» **WHAT THE TASK ASKS**
Read through the listing below, and copy every line where the string "contains" appears.

» **DATA FOR THIS EXERCISE**
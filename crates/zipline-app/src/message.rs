//! Message types for the application (TEA pattern)

use std::path::PathBuf;

use zipline_client::ChannelEvent;
use zipline_core::SessionId;

use crate::input_key::InputKey;

/// All possible messages/actions in the application
#[derive(Debug, Clone)]
pub enum Message {
    /// Keyboard event from terminal
    Key(InputKey),

    /// Tick event for periodic redraw
    Tick,

    /// Quit the application
    Quit,

    // ─────────────────────────────────────────────────────────
    // Form Messages
    // ─────────────────────────────────────────────────────────
    /// An archive path was chosen (CLI preselection or form entry)
    ArchiveSelected(PathBuf),

    /// Submit the form with the current selection and options
    Submit,

    // ─────────────────────────────────────────────────────────
    // Upload Outcome
    // ─────────────────────────────────────────────────────────
    /// The service accepted the archive
    UploadCompleted { session_id: SessionId },

    /// The upload failed; `message` is surfaced verbatim
    UploadFailed { message: String },

    // ─────────────────────────────────────────────────────────
    // Push Channel
    // ─────────────────────────────────────────────────────────
    /// Event from the push channel, tagged with its session
    Channel {
        session_id: SessionId,
        event: ChannelEvent,
    },

    // ─────────────────────────────────────────────────────────
    // Reset
    // ─────────────────────────────────────────────────────────
    /// User-initiated restart back to the form; local-only
    Restart,
}
//! Key-hint bar for the bottom row

use ratatui::{
    buffer::Buffer,
    layout::Rect,
    text::{Line, Span},
    widgets::{Paragraph, Widget},
};

use zipline_core::SessionPhase;

use crate::theme;

/// Phase label plus the keys that do something right now
pub struct StatusBar {
    phase: SessionPhase,
    show_restart: bool,
    submittable: bool,
}

impl StatusBar {
    pub fn new(phase: SessionPhase, show_restart: bool, submittable: bool) -> Self {
        Self {
            phase,
            show_restart,
            submittable,
        }
    }

    fn hints(&self) -> String {
        match self.phase {
            SessionPhase::Idle => {
                let mut hints =
                    "↑/↓ focus · space toggle · enter select/submit".to_string();
                if self.submittable {
                    hints.push_str(" · s submit");
                }
                hints.push_str(" · q quit");
                hints
            }
            SessionPhase::Uploading | SessionPhase::Processing => "working… · q quit".to_string(),
            SessionPhase::Completed | SessionPhase::Failed => {
                if self.show_restart {
                    "r restart · q quit".to_string()
                } else {
                    "q quit".to_string()
                }
            }
        }
    }
}

impl Widget for StatusBar {
    fn render(self, area: Rect, buf: &mut Buffer) {
        let line = Line::from(vec![
            Span::styled(
                format!(" {} ", self.phase.label()),
                theme::severity_style(match self.phase {
                    SessionPhase::Failed => zipline_core::Severity::Error,
                    SessionPhase::Completed => zipline_core::Severity::Success,
                    _ => zipline_core::Severity::Info,
                }),
            ),
            Span::styled(self.hints(), theme::dim()),
        ]);
        Paragraph::new(line).render(area, buf);
    }
}

#[cfg(test)]
mod tests {
    use super::*;

    #[test]
    fn test_idle_hints_include_submit_only_when_ready() {
        let bar = StatusBar::new(SessionPhase::Idle, false, false);
        assert!(!bar.hints().contains("s submit"));

        let bar = StatusBar::new(SessionPhase::Idle, false, true);
        assert!(bar.hints().contains("s submit"));
    }

    #[test]
    fn test_terminal_phases_offer_restart() {
        let bar = StatusBar::new(SessionPhase::Failed, true, false);
        assert!(bar.hints().contains("r restart"));

        let bar = StatusBar::new(SessionPhase::Processing, false, false);
        assert!(!bar.hints().contains("r restart"));
    }
}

» **OUTPUT FOR THIS TASK**
        assert!(!bar.hints().contains("s submit"));
        assert!(bar.hints().contains("s submit"));
        assert!(bar.hints().contains("r restart"));
        assert!(!bar.hints().contains("r restart"));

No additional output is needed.